> [ACTIVITY]: Across all the entries below, count each line that holds "anyhow" and report the figure only.

------------------------

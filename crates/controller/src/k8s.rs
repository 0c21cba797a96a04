//! The cluster-scheduler port and its kubernetes client.
//!
//! In the cluster orchestration modes the edge nodes run as worker
//! nodes in a kubernetes cluster, labeled `node-id=<node id>`, and
//! every deployed workload is labeled with its application id. The
//! dispatcher consumes only the operations below; the scheduler itself
//! is an external collaborator.

use std::path::PathBuf;
use std::sync::Arc;

use async_trait::async_trait;
use serde_json::json;

use common::entities::Application;

use crate::agent::LifecycleStatus;
use crate::error::{Error, Result};

/// Label a node carries to map it back to a controller node id.
pub const NODE_ID_LABEL: &str = "node-id";

/// Label a workload carries to map it back to an application id.
pub const APP_ID_LABEL: &str = "app-id";

/// A scheduled workload resolved from a pod.
#[derive(Debug, Clone)]
pub struct PodInfo {
    /// Pod name.
    pub name: String,
    /// Controller node id of the hosting worker (from the node label).
    pub node_id: String,
    /// Application id (from the pod label).
    pub app_id: String,
}

/// Operations the orchestration dispatcher needs from a cluster
/// scheduler.
#[async_trait]
pub trait ClusterScheduler: Send + Sync {
    /// Liveness check run once at startup; a failure aborts startup.
    async fn ping(&self) -> Result<()>;
    /// Create the workload for an application on a labeled node.
    async fn deploy(&self, node_id: &str, app: &Application) -> Result<()>;
    /// Remove the workload.
    async fn undeploy(&self, app_id: &str) -> Result<()>;
    /// Scale the workload up.
    async fn start(&self, app_id: &str) -> Result<()>;
    /// Scale the workload down.
    async fn stop(&self, app_id: &str) -> Result<()>;
    /// Restart the workload's pods.
    async fn restart(&self, app_id: &str) -> Result<()>;
    /// Current lifecycle status, read at call time.
    async fn status(&self, app_id: &str) -> Result<LifecycleStatus>;
    /// Resolve a pod by its assigned IP.
    async fn pod_by_ip(&self, ip: &str) -> Result<PodInfo>;
}

/// Shared handle to the configured scheduler backend.
pub type Scheduler = Arc<dyn ClusterScheduler>;

/// Client TLS and endpoint configuration for the kubernetes API.
#[derive(Debug, Clone, Default)]
pub struct KubernetesConfig {
    /// API server host, e.g. `https://master:6443`.
    pub host: String,
    /// Optional path prefix in front of the standard API groups.
    pub api_path: String,
    /// Root CA bundle path for verifying the API server.
    pub ca_path: Option<PathBuf>,
    /// Client certificate path.
    pub cert_path: Option<PathBuf>,
    /// Client key path.
    pub key_path: Option<PathBuf>,
    /// Default user; sent as the impersonation header when set.
    pub username: String,
}

/// Kubernetes API client implementing the scheduler port.
pub struct KubernetesClient {
    base: String,
    http: reqwest::Client,
    username: String,
}

const NAMESPACE: &str = "default";

impl KubernetesClient {
    /// Build the client, loading certificate material from disk.
    pub fn from_config(config: &KubernetesConfig) -> anyhow::Result<Self> {
        if config.host.is_empty() {
            anyhow::bail!("kubernetes master host is required");
        }

        let mut builder = reqwest::Client::builder().use_rustls_tls();
        if let Some(ca_path) = &config.ca_path {
            let pem = std::fs::read(ca_path)?;
            builder = builder.add_root_certificate(reqwest::Certificate::from_pem(&pem)?);
        }
        if let (Some(cert_path), Some(key_path)) = (&config.cert_path, &config.key_path) {
            let mut pem = std::fs::read(cert_path)?;
            pem.extend(std::fs::read(key_path)?);
            builder = builder.identity(reqwest::Identity::from_pem(&pem)?);
        }

        let base = format!(
            "{}{}",
            config.host.trim_end_matches('/'),
            if config.api_path.is_empty() {
                String::new()
            } else {
                format!("/{}", config.api_path.trim_matches('/'))
            }
        );

        Ok(Self {
            base,
            http: builder.build()?,
            username: config.username.clone(),
        })
    }

    fn request(&self, method: reqwest::Method, path: &str) -> reqwest::RequestBuilder {
        let mut req = self.http.request(method, format!("{}{path}", self.base));
        if !self.username.is_empty() {
            req = req.header("Impersonate-User", &self.username);
        }
        req
    }

    fn deployment_path(app_id: &str) -> String {
        format!("/apis/apps/v1/namespaces/{NAMESPACE}/deployments/app-{app_id}")
    }

    async fn scale(&self, app_id: &str, replicas: i64) -> Result<()> {
        let body = json!({ "spec": { "replicas": replicas } });
        let resp = self
            .request(
                reqwest::Method::PATCH,
                &format!("{}/scale", Self::deployment_path(app_id)),
            )
            .header("Content-Type", "application/merge-patch+json")
            .json(&body)
            .send()
            .await
            .map_err(transport)?;
        check(resp, app_id).await?;
        Ok(())
    }
}

fn transport(err: reqwest::Error) -> Error {
    Error::Unavailable(format!("kubernetes API unreachable: {err}"))
}

async fn check(resp: reqwest::Response, app_id: &str) -> Result<reqwest::Response> {
    match resp.status() {
        status if status.is_success() => Ok(resp),
        reqwest::StatusCode::NOT_FOUND => {
            Err(Error::NotFound(format!("application {app_id}")))
        }
        status => {
            let body = resp.text().await.unwrap_or_default();
            Err(Error::Internal(format!(
                "kubernetes API returned {status}: {body}"
            )))
        }
    }
}

#[async_trait]
impl ClusterScheduler for KubernetesClient {
    async fn ping(&self) -> Result<()> {
        let resp = self
            .request(reqwest::Method::GET, "/version")
            .send()
            .await
            .map_err(transport)?;
        if !resp.status().is_success() {
            return Err(Error::Unavailable(format!(
                "kubernetes API returned {}",
                resp.status()
            )));
        }
        Ok(())
    }

    async fn deploy(&self, node_id: &str, app: &Application) -> Result<()> {
        // Workloads are created scaled to zero; Start brings them up.
        let manifest = json!({
            "apiVersion": "apps/v1",
            "kind": "Deployment",
            "metadata": {
                "name": format!("app-{}", app.id),
                "labels": { APP_ID_LABEL: app.id },
            },
            "spec": {
                "replicas": 0,
                "selector": { "matchLabels": { APP_ID_LABEL: app.id } },
                "template": {
                    "metadata": { "labels": { APP_ID_LABEL: app.id } },
                    "spec": {
                        "nodeSelector": { NODE_ID_LABEL: node_id },
                        "containers": [{
                            "name": "app",
                            "image": app.source,
                            "resources": {
                                "limits": {
                                    "cpu": app.cores.to_string(),
                                    "memory": format!("{}Mi", app.memory),
                                },
                            },
                        }],
                    },
                },
            },
        });

        let resp = self
            .request(
                reqwest::Method::POST,
                &format!("/apis/apps/v1/namespaces/{NAMESPACE}/deployments"),
            )
            .json(&manifest)
            .send()
            .await
            .map_err(transport)?;
        if resp.status() == reqwest::StatusCode::CONFLICT {
            return Err(Error::Conflict(format!(
                "application {} already deployed",
                app.id
            )));
        }
        check(resp, &app.id).await?;
        Ok(())
    }

    async fn undeploy(&self, app_id: &str) -> Result<()> {
        let resp = self
            .request(reqwest::Method::DELETE, &Self::deployment_path(app_id))
            .send()
            .await
            .map_err(transport)?;
        check(resp, app_id).await?;
        Ok(())
    }

    async fn start(&self, app_id: &str) -> Result<()> {
        self.scale(app_id, 1).await
    }

    async fn stop(&self, app_id: &str) -> Result<()> {
        self.scale(app_id, 0).await
    }

    async fn restart(&self, app_id: &str) -> Result<()> {
        // Delete the workload's pods; the deployment recreates them.
        let resp = self
            .request(
                reqwest::Method::DELETE,
                &format!(
                    "/api/v1/namespaces/{NAMESPACE}/pods?labelSelector={APP_ID_LABEL}%3D{app_id}"
                ),
            )
            .send()
            .await
            .map_err(transport)?;
        check(resp, app_id).await?;
        Ok(())
    }

    async fn status(&self, app_id: &str) -> Result<LifecycleStatus> {
        let resp = self
            .request(reqwest::Method::GET, &Self::deployment_path(app_id))
            .send()
            .await
            .map_err(transport)?;
        if resp.status() == reqwest::StatusCode::NOT_FOUND {
            return Ok(LifecycleStatus::NotFound);
        }
        let body: serde_json::Value = check(resp, app_id)
            .await?
            .json()
            .await
            .map_err(|err| Error::Internal(format!("malformed deployment object: {err}")))?;

        let replicas = body["spec"]["replicas"].as_i64().unwrap_or(0);
        let ready = body["status"]["readyReplicas"].as_i64().unwrap_or(0);
        Ok(deployment_status(replicas, ready))
    }

    async fn pod_by_ip(&self, ip: &str) -> Result<PodInfo> {
        let resp = self
            .request(
                reqwest::Method::GET,
                &format!("/api/v1/pods?fieldSelector=status.podIP%3D{ip}"),
            )
            .send()
            .await
            .map_err(transport)?;
        let body: serde_json::Value = check(resp, "")
            .await?
            .json()
            .await
            .map_err(|err| Error::Internal(format!("malformed pod list: {err}")))?;

        let Some(pod) = body["items"].as_array().and_then(|items| items.first()) else {
            return Err(Error::Internal("unable to get pod name by ip".into()));
        };

        let name = pod["metadata"]["name"].as_str().unwrap_or_default().to_string();
        let app_id = pod["metadata"]["labels"][APP_ID_LABEL]
            .as_str()
            .unwrap_or_default()
            .to_string();
        if app_id.is_empty() {
            return Err(Error::Internal(format!(
                "pod {name} carries no {APP_ID_LABEL} label"
            )));
        }

        // The node id comes from the hosting worker's label.
        let node_name = pod["spec"]["nodeName"].as_str().unwrap_or_default();
        let node_id = if node_name.is_empty() {
            String::new()
        } else {
            let resp = self
                .request(reqwest::Method::GET, &format!("/api/v1/nodes/{node_name}"))
                .send()
                .await
                .map_err(transport)?;
            let node: serde_json::Value = check(resp, "")
                .await?
                .json()
                .await
                .map_err(|err| Error::Internal(format!("malformed node object: {err}")))?;
            node["metadata"]["labels"][NODE_ID_LABEL]
                .as_str()
                .unwrap_or_default()
                .to_string()
        };

        Ok(PodInfo {
            name,
            node_id,
            app_id,
        })
    }
}

/// Map deployment scale and readiness to a lifecycle status.
fn deployment_status(replicas: i64, ready: i64) -> LifecycleStatus {
    if ready > 0 {
        LifecycleStatus::Running
    } else if replicas > 0 {
        LifecycleStatus::Starting
    } else {
        LifecycleStatus::Deployed
    }
}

------------------------

> [TASK RESULT]: 2